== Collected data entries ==
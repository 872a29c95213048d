use leptos::*;
use std::collections::BTreeMap;

/// Validation messages keyed by field name.
#[derive(Debug, Clone, Default, PartialEq, Eq)]
pub struct FieldErrors(BTreeMap<&'static str, String>);

impl FieldErrors {
    pub fn new() -> Self {
        Self::default()
    }

    pub fn insert(&mut self, field: &'static str, message: impl Into<String>) {
        self.0.insert(field, message.into());
    }

    /// Records `message` for `field` when `value` is blank.
    pub fn require(&mut self, field: &'static str, value: &str, message: &str) {
        if value.trim().is_empty() {
            self.insert(field, message);
        }
    }

    pub fn get(&self, field: &str) -> Option<&str> {
        self.0.get(field).map(String::as_str)
    }

    pub fn is_empty(&self) -> bool {
        self.0.is_empty()
    }

    pub fn into_result(self) -> Result<(), FieldErrors> {
        if self.is_empty() {
            Ok(())
        } else {
            Err(self)
        }
    }
}

/// Signal with the message for one field of a shared error map.
pub fn field_error(errors: RwSignal<FieldErrors>, field: &'static str) -> Signal<Option<String>> {
    Signal::derive(move || errors.with(|errors| errors.get(field).map(str::to_string)))
}

const INPUT_CLASS: &str = "block w-full rounded-md border border-border bg-surface px-3 py-2 text-sm text-fg placeholder-fg-muted focus:border-action-primary-bg focus:outline-none focus:ring-1 focus:ring-action-primary-bg";

#[component]
pub fn FieldError(#[prop(into)] message: MaybeSignal<Option<String>>) -> impl IntoView {
    move || {
        message
            .get()
            .map(|text| view! { <p class="mt-1 text-xs text-status-error-text">{text}</p> })
    }
}

#[component]
pub fn TextField(
    #[prop(into)] id: String,
    #[prop(into)] label: String,
    value: RwSignal<String>,
    #[prop(optional, into)] placeholder: String,
    #[prop(optional, into)] input_type: Option<String>,
    #[prop(optional)] required: bool,
    #[prop(optional, into)] error: MaybeSignal<Option<String>>,
    #[prop(optional)] on_input: Option<Callback<String>>,
) -> impl IntoView {
    let input_type = input_type.unwrap_or_else(|| "text".to_string());
    view! {
        <div>
            <label for=id.clone() class="block text-sm font-medium text-fg mb-1">
                {label}
                {required.then_some(" *")}
            </label>
            <input
                id=id
                type=input_type
                class=INPUT_CLASS
                placeholder=placeholder
                prop:value=move || value.get()
                on:input=move |ev| {
                    let text = event_target_value(&ev);
                    value.set(text.clone());
                    if let Some(callback) = on_input {
                        callback.call(text);
                    }
                }
            />
            <FieldError message=error />
        </div>
    }
}

#[component]
pub fn TextArea(
    #[prop(into)] id: String,
    #[prop(into)] label: String,
    value: RwSignal<String>,
    #[prop(optional, into)] placeholder: String,
    #[prop(default = 4)] rows: u32,
    #[prop(optional)] required: bool,
    #[prop(optional, into)] error: MaybeSignal<Option<String>>,
) -> impl IntoView {
    view! {
        <div>
            <label for=id.clone() class="block text-sm font-medium text-fg mb-1">
                {label}
                {required.then_some(" *")}
            </label>
            <textarea
                id=id
                rows=rows
                class=INPUT_CLASS
                placeholder=placeholder
                prop:value=move || value.get()
                on:input=move |ev| value.set(event_target_value(&ev))
            ></textarea>
            <FieldError message=error />
        </div>
    }
}

#[component]
pub fn CheckboxField(
    #[prop(into)] id: String,
    #[prop(into)] label: String,
    checked: RwSignal<bool>,
) -> impl IntoView {
    view! {
        <label for=id.clone() class="inline-flex items-center gap-2 text-sm text-fg">
            <input
                id=id
                type="checkbox"
                class="h-4 w-4 rounded border-border"
                prop:checked=move || checked.get()
                on:change=move |ev| checked.set(event_target_checked(&ev))
            />
            {label}
        </label>
    }
}

#[component]
pub fn SearchInput(
    value: Signal<String>,
    on_input: Callback<String>,
    #[prop(optional, into)] placeholder: String,
) -> impl IntoView {
    view! {
        <div class="relative w-full max-w-sm">
            <i class="fas fa-search absolute left-3 top-1/2 -translate-y-1/2 text-fg-muted text-sm"></i>
            <input
                type="search"
                class=format!("{} pl-9", INPUT_CLASS)
                placeholder=placeholder
                prop:value=move || value.get()
                on:input=move |ev| on_input.call(event_target_value(&ev))
            />
        </div>
    }
}

#[cfg(test)]
mod tests {
    use super::*;

    #[test]
    fn require_flags_blank_values_only() {
        let mut errors = FieldErrors::new();
        errors.require("title", "  ", "Title is required");
        errors.require("slug", "hello", "Slug is required");
        assert_eq!(errors.get("title"), Some("Title is required"));
        assert_eq!(errors.get("slug"), None);
        assert!(errors.into_result().is_err());
        assert!(FieldErrors::new().into_result().is_ok());
    }
}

== WORK ITEM ==
Give back all the data exactly as written.

== ANSWER SPACE ==
repository 872a29c95213048d
use leptos::*;
use std::collections::BTreeMap;

/// Validation messages keyed by field name.
#[derive(Debug, Clone, Default, PartialEq, Eq)]
pub struct FieldErrors(BTreeMap<&'static str, String>);

impl FieldErrors {
    pub fn new() -> Self {
        Self::default()
    }

    pub fn insert(&mut self, field: &'static str, message: impl Into<String>) {
        self.0.insert(field, message.into());
    }

    /// Records `message` for `field` when `value` is blank.
    pub fn require(&mut self, field: &'static str, value: &str, message: &str) {
        if value.trim().is_empty() {
            self.insert(field, message);
        }
    }

    pub fn get(&self, field: &str) -> Option<&str> {
        self.0.get(field).map(String::as_str)
    }

    pub fn is_empty(&self) -> bool {
        self.0.is_empty()
    }

    pub fn into_result(self) -> Result<(), FieldErrors> {
        if self.is_empty() {
            Ok(())
        } else {
            Err(self)
        }
    }
}

/// Signal with the message for one field of a shared error map.
pub fn field_error(errors: RwSignal<FieldErrors>, field: &'static str) -> Signal<Option<String>> {
    Signal::derive(move || errors.with(|errors| errors.get(field).map(str::to_string)))
}

const INPUT_CLASS: &str = "block w-full rounded-md border border-border bg-surface px-3 py-2 text-sm text-fg placeholder-fg-muted focus:border-action-primary-bg focus:outline-none focus:ring-1 focus:ring-action-primary-bg";

#[component]
pub fn FieldError(#[prop(into)] message: MaybeSignal<Option<String>>) -> impl IntoView {
    move || {
        message
            .get()
            .map(|text| view! { <p class="mt-1 text-xs text-status-error-text">{text}</p> })
    }
}

#[component]
pub fn TextField(
    #[prop(into)] id: String,
    #[prop(into)] label: String,
    value: RwSignal<String>,
    #[prop(optional, into)] placeholder: String,
    #[prop(optional, into)] input_type: Option<String>,
    #[prop(optional)] required: bool,
    #[prop(optional, into)] error: MaybeSignal<Option<String>>,
    #[prop(optional)] on_input: Option<Callback<String>>,
) -> impl IntoView {
    let input_type = input_type.unwrap_or_else(|| "text".to_string());
    view! {
        <div>
            <label for=id.clone() class="block text-sm font-medium text-fg mb-1">
                {label}
                {required.then_some(" *")}
            </label>
            <input
                id=id
                type=input_type
                class=INPUT_CLASS
                placeholder=placeholder
                prop:value=move || value.get()
                on:input=move |ev| {
                    let text = event_target_value(&ev);
                    value.set(text.clone());
                    if let Some(callback) = on_input {
                        callback.call(text);
                    }
                }
            />
            <FieldError message=error />
        </div>
    }
}

#[component]
pub fn TextArea(
    #[prop(into)] id: String,
    #[prop(into)] label: String,
    value: RwSignal<String>,
    #[prop(optional, into)] placeholder: String,
    #[prop(default = 4)] rows: u32,
    #[prop(optional)] required: bool,
    #[prop(optional, into)] error: MaybeSignal<Option<String>>,
) -> impl IntoView {
    view! {
        <div>
            <label for=id.clone() class="block text-sm font-medium text-fg mb-1">
                {label}
                {required.then_some(" *")}
            </label>
            <textarea
                id=id
                rows=rows
                class=INPUT_CLASS
                placeholder=placeholder
                prop:value=move || value.get()
                on:input=move |ev| value.set(event_target_value(&ev))
            ></textarea>
            <FieldError message=error />
        </div>
    }
}

#[component]
pub fn CheckboxField(
    #[prop(into)] id: String,
    #[prop(into)] label: String,
    checked: RwSignal<bool>,
) -> impl IntoView {
    view! {
        <label for=id.clone() class="inline-flex items-center gap-2 text-sm text-fg">
            <input
                id=id
                type="checkbox"
                class="h-4 w-4 rounded border-border"
                prop:checked=move || checked.get()
                on:change=move |ev| checked.set(event_target_checked(&ev))
            />
            {label}
        </label>
    }
}

#[component]
pub fn SearchInput(
    value: Signal<String>,
    on_input: Callback<String>,
    #[prop(optional, into)] placeholder: String,
) -> impl IntoView {
    view! {
        <div class="relative w-full max-w-sm">
            <i class="fas fa-search absolute left-3 top-1/2 -translate-y-1/2 text-fg-muted text-sm"></i>
            <input
                type="search"
                class=format!("{} pl-9", INPUT_CLASS)
                placeholder=placeholder
                prop:value=move || value.get()
                on:input=move |ev| on_input.call(event_target_value(&ev))
            />
        </div>
    }
}

#[cfg(test)]
mod tests {
    use super::*;

    #[test]
    fn require_flags_blank_values_only() {
        let mut errors = FieldErrors::new();
        errors.require("title", "  ", "Title is required");
        errors.require("slug", "hello", "Slug is required");
        assert_eq!(errors.get("title"), Some("Title is required"));
        assert_eq!(errors.get("slug"), None);
        assert!(errors.into_result().is_err());
        assert!(FieldErrors::new().into_result().is_ok());
    }
}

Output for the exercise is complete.